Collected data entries

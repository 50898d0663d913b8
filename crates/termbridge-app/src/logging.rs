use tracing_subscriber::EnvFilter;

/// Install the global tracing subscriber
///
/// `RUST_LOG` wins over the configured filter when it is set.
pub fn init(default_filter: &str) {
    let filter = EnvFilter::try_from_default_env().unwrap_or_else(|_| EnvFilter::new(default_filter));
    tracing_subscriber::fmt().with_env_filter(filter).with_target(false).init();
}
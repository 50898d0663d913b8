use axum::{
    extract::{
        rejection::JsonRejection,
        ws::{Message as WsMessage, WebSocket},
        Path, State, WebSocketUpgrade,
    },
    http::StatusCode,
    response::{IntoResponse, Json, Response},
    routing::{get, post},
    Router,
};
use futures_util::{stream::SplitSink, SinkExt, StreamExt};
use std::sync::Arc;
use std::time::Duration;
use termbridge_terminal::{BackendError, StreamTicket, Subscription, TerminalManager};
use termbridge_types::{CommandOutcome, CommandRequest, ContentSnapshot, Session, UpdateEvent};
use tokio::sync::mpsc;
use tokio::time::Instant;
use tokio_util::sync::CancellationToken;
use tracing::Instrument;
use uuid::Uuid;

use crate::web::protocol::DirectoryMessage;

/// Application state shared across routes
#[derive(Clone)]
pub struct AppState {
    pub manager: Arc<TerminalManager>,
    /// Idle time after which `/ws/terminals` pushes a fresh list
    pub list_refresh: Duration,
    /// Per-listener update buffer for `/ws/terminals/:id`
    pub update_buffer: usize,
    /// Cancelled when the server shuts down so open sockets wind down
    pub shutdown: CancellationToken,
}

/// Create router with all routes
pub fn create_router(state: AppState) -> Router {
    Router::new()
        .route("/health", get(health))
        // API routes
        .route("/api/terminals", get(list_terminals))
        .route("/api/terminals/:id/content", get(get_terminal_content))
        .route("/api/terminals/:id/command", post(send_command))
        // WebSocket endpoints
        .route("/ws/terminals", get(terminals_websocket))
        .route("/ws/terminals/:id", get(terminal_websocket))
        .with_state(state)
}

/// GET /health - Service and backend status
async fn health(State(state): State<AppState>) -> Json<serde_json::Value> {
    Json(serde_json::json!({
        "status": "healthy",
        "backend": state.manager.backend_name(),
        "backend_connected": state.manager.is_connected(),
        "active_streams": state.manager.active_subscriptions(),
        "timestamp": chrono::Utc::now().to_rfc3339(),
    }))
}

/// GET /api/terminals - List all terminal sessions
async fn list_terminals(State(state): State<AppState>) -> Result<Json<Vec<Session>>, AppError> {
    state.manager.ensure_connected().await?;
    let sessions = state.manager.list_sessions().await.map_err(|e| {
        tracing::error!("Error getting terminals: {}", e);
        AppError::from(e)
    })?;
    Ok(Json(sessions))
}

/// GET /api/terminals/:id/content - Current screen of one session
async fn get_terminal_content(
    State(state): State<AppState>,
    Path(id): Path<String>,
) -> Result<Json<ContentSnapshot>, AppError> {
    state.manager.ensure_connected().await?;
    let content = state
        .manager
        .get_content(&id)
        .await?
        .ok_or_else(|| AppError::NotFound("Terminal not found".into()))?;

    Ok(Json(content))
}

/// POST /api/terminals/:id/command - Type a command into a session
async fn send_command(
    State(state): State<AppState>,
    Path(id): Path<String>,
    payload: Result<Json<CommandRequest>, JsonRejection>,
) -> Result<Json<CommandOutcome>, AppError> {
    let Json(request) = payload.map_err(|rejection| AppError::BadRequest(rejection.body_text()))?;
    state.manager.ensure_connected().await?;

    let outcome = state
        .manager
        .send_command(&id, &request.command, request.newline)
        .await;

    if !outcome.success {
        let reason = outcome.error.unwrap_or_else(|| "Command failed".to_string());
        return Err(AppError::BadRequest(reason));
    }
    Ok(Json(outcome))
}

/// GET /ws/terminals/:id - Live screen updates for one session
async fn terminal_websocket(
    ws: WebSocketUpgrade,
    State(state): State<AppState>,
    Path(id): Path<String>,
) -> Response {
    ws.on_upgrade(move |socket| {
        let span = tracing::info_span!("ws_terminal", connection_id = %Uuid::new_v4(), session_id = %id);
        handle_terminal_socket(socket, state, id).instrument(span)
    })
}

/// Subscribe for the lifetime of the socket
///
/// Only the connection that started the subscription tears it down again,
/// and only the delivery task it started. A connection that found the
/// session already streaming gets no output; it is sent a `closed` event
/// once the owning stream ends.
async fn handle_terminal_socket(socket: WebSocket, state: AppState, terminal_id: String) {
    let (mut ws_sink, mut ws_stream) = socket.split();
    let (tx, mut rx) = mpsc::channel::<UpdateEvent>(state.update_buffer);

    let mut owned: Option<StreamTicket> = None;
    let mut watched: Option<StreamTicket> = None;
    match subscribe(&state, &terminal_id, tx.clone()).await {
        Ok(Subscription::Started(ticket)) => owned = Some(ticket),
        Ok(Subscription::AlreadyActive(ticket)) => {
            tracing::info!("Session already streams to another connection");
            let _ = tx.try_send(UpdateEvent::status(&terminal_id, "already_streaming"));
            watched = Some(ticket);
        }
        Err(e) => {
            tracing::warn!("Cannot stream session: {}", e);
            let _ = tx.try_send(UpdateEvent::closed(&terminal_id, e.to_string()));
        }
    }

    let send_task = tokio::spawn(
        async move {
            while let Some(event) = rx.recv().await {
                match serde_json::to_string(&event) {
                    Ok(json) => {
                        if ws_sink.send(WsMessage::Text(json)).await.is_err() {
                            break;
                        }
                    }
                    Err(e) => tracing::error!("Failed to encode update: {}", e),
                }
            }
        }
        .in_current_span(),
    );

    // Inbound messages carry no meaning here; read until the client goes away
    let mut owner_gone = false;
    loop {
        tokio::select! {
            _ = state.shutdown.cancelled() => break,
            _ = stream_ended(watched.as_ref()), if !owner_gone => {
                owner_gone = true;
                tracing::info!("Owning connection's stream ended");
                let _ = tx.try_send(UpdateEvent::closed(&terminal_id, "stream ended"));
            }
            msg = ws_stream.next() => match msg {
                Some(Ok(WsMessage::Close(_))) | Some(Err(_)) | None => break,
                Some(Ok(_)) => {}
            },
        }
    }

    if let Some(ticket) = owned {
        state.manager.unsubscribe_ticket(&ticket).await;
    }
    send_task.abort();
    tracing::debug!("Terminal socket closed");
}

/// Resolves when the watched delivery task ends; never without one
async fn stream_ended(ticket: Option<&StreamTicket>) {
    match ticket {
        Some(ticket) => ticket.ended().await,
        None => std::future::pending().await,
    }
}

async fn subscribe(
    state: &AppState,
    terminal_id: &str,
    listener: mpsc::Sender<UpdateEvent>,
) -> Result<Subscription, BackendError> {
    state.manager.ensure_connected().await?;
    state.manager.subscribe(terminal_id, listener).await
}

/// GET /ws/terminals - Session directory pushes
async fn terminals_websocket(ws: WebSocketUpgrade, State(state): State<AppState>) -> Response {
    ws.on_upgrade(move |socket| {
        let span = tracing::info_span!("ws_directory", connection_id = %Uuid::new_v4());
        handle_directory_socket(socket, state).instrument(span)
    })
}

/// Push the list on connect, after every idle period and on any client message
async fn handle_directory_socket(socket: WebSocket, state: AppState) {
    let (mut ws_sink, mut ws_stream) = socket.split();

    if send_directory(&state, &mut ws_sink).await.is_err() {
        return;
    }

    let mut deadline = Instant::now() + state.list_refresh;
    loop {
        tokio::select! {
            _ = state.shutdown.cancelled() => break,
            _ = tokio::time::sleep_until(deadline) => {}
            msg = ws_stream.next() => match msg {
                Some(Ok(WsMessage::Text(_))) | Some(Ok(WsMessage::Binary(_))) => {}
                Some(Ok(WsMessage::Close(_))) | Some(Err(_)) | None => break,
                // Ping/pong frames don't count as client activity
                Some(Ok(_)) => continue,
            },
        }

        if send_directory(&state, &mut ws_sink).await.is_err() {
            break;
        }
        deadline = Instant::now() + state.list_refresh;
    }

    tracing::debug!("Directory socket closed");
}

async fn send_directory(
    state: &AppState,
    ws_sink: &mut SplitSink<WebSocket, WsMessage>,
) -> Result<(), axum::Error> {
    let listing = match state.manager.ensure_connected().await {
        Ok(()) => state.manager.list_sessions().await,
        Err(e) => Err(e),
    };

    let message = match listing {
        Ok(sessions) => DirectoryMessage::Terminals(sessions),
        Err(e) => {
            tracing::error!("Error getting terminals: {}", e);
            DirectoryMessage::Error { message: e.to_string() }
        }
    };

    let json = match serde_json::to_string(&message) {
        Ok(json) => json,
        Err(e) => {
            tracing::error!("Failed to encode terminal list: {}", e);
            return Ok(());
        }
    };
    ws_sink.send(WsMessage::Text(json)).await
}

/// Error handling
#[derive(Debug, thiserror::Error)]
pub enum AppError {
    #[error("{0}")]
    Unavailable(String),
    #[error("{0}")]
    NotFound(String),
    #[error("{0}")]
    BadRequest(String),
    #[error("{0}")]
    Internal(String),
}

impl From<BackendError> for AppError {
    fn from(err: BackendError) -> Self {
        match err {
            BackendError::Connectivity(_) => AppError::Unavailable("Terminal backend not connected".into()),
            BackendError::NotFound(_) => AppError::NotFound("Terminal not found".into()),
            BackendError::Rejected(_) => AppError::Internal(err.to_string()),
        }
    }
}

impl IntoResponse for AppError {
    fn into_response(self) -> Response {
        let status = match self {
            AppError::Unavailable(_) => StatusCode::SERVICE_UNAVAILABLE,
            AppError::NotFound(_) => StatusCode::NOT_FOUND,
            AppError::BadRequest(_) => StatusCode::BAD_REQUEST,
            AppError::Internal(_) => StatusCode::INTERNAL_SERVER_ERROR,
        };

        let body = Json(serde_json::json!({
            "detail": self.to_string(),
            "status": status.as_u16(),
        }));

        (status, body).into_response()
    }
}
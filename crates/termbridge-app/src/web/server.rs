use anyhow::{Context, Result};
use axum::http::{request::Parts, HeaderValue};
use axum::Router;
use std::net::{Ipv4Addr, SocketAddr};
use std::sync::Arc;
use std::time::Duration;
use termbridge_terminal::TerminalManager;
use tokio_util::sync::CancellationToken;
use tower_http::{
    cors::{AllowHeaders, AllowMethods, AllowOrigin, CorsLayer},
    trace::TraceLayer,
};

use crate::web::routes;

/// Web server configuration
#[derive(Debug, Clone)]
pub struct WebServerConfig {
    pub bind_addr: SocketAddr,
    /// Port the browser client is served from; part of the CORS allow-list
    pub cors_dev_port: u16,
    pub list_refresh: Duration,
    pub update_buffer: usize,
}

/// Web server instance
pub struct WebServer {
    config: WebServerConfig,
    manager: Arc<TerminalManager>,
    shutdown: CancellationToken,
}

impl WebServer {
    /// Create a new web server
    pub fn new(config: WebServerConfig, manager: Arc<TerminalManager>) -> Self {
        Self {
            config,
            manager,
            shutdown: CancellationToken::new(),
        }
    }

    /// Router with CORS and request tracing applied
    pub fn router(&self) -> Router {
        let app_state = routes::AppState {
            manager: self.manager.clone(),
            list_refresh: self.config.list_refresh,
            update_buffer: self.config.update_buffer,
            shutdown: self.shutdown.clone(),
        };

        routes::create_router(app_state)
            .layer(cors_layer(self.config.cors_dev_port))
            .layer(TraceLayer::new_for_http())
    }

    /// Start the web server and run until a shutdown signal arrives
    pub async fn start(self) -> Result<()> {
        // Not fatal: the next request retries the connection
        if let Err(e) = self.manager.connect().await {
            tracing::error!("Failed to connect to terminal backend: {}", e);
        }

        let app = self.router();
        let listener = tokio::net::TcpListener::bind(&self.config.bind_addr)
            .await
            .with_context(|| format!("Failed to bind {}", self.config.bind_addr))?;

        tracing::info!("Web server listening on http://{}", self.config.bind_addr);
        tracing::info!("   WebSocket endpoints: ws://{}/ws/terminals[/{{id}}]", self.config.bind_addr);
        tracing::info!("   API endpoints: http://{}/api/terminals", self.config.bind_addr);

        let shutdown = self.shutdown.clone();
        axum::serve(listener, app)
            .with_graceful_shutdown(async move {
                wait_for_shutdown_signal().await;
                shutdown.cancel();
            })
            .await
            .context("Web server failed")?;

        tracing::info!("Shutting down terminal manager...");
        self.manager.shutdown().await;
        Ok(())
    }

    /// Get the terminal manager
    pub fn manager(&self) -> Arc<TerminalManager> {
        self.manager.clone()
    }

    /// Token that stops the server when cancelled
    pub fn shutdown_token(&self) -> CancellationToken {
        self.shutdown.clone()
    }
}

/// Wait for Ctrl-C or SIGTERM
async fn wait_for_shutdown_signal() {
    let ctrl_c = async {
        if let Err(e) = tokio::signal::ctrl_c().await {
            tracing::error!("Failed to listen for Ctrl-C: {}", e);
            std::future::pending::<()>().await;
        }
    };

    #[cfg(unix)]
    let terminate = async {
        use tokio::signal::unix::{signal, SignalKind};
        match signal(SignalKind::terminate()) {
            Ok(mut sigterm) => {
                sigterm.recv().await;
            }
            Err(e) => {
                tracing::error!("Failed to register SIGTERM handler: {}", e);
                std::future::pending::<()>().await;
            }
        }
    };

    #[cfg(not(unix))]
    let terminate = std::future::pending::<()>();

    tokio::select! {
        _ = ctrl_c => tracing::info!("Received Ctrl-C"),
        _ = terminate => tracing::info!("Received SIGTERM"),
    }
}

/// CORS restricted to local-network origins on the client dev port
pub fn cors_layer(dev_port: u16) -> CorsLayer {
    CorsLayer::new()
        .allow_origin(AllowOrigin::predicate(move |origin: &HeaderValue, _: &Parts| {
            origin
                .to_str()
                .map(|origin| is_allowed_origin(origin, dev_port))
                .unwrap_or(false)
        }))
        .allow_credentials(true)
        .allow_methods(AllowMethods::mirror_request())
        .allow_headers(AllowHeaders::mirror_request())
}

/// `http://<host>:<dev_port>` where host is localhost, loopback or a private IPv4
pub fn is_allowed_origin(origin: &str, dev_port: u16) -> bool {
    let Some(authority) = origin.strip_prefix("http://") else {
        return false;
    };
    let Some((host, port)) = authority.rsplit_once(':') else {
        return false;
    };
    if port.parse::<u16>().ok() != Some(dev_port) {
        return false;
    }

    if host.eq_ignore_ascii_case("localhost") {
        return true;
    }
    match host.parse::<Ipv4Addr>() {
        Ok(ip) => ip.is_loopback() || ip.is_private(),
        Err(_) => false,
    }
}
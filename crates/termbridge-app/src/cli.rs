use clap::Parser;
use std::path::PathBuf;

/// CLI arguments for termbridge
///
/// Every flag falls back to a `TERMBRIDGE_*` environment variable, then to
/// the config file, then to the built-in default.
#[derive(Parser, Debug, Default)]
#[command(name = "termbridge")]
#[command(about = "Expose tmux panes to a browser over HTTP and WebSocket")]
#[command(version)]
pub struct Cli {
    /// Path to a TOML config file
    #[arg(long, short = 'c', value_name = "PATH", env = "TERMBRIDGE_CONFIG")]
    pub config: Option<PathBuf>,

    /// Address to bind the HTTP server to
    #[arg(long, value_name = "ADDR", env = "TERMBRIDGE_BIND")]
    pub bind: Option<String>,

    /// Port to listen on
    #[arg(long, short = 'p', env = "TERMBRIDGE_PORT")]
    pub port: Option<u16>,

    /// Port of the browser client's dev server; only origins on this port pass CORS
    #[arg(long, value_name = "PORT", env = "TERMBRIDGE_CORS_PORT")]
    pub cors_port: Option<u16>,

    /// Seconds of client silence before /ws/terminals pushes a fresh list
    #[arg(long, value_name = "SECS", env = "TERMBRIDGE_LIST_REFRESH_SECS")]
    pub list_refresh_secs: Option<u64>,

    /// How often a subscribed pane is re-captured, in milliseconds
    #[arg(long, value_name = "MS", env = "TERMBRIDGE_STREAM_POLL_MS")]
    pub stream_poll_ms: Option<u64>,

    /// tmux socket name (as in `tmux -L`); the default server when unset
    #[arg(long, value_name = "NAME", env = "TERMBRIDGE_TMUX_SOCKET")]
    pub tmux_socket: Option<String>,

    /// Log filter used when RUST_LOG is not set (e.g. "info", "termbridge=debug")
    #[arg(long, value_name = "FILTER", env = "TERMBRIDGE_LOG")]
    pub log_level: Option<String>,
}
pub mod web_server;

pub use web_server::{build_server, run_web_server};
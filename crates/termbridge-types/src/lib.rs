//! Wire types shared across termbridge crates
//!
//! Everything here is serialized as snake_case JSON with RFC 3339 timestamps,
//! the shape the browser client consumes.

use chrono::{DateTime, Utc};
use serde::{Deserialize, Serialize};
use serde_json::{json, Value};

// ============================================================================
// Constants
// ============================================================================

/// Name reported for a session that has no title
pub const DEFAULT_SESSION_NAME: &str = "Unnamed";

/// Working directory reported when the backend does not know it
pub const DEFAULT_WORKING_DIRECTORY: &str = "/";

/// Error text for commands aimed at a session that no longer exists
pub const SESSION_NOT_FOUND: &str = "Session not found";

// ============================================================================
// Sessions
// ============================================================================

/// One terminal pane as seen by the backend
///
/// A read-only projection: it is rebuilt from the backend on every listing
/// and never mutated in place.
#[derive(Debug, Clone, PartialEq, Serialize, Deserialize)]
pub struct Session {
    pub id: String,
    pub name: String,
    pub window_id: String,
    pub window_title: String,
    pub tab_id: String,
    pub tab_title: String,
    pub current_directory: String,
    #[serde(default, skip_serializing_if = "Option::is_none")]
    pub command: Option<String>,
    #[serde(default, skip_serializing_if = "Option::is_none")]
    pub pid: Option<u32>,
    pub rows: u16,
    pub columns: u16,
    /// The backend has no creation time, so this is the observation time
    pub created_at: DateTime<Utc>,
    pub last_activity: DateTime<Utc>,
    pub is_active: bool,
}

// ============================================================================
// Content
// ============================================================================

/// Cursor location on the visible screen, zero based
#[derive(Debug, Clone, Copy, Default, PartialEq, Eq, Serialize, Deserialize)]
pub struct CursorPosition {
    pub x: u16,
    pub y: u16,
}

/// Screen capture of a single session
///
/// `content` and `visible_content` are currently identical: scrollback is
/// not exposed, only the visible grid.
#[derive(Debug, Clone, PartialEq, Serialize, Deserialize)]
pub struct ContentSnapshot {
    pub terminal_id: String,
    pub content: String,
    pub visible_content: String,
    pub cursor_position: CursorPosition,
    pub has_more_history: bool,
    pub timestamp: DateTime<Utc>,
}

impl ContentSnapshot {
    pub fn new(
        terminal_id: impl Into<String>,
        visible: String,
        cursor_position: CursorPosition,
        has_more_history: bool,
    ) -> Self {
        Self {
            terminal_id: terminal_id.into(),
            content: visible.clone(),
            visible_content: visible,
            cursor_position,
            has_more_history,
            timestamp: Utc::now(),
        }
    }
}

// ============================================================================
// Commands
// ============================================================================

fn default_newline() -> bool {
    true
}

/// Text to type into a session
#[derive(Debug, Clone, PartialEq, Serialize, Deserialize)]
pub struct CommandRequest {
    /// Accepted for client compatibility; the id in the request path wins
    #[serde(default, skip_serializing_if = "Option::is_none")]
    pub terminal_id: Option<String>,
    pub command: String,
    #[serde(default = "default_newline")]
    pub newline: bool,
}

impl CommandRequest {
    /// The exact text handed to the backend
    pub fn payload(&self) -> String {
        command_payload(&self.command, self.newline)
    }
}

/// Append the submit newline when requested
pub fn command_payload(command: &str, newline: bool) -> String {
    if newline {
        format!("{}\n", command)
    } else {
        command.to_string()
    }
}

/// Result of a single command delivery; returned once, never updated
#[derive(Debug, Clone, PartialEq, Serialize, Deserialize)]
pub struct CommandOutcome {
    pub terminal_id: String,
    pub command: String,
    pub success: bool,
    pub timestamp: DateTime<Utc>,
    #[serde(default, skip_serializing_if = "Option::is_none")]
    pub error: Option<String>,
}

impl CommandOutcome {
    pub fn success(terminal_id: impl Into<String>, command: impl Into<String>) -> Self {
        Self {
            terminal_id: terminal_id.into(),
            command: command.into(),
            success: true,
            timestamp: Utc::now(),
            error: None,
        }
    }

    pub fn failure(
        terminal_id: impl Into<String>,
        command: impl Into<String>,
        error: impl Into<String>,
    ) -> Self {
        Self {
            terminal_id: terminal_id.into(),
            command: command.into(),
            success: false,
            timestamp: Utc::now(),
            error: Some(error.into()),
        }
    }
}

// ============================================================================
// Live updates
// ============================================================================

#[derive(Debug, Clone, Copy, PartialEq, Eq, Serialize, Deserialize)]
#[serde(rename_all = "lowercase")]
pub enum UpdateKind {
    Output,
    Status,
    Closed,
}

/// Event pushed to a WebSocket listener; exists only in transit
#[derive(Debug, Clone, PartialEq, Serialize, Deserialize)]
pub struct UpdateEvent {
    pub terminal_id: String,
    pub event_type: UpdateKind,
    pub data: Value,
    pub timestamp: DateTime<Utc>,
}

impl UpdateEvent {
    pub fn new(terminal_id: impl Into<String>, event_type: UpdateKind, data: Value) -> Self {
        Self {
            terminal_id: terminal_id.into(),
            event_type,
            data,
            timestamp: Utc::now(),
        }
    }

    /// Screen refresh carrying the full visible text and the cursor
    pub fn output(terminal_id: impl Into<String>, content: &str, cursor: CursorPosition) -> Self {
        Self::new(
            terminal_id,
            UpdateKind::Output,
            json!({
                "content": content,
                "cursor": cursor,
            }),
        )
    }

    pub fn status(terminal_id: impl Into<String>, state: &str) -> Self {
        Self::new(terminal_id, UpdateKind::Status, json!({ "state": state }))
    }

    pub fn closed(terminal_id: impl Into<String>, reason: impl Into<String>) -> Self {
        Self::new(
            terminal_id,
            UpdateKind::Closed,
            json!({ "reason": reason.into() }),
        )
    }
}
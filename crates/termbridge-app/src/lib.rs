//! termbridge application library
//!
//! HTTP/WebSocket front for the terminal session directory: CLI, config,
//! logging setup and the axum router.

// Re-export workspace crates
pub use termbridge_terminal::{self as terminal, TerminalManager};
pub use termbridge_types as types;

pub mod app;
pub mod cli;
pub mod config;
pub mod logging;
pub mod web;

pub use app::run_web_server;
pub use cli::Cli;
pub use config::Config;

▶ [REQUIREMENT]: The string "bool": state how many lines above contain it, giving nothing but the number.

▶ [EXERCISE OUTPUT]: 8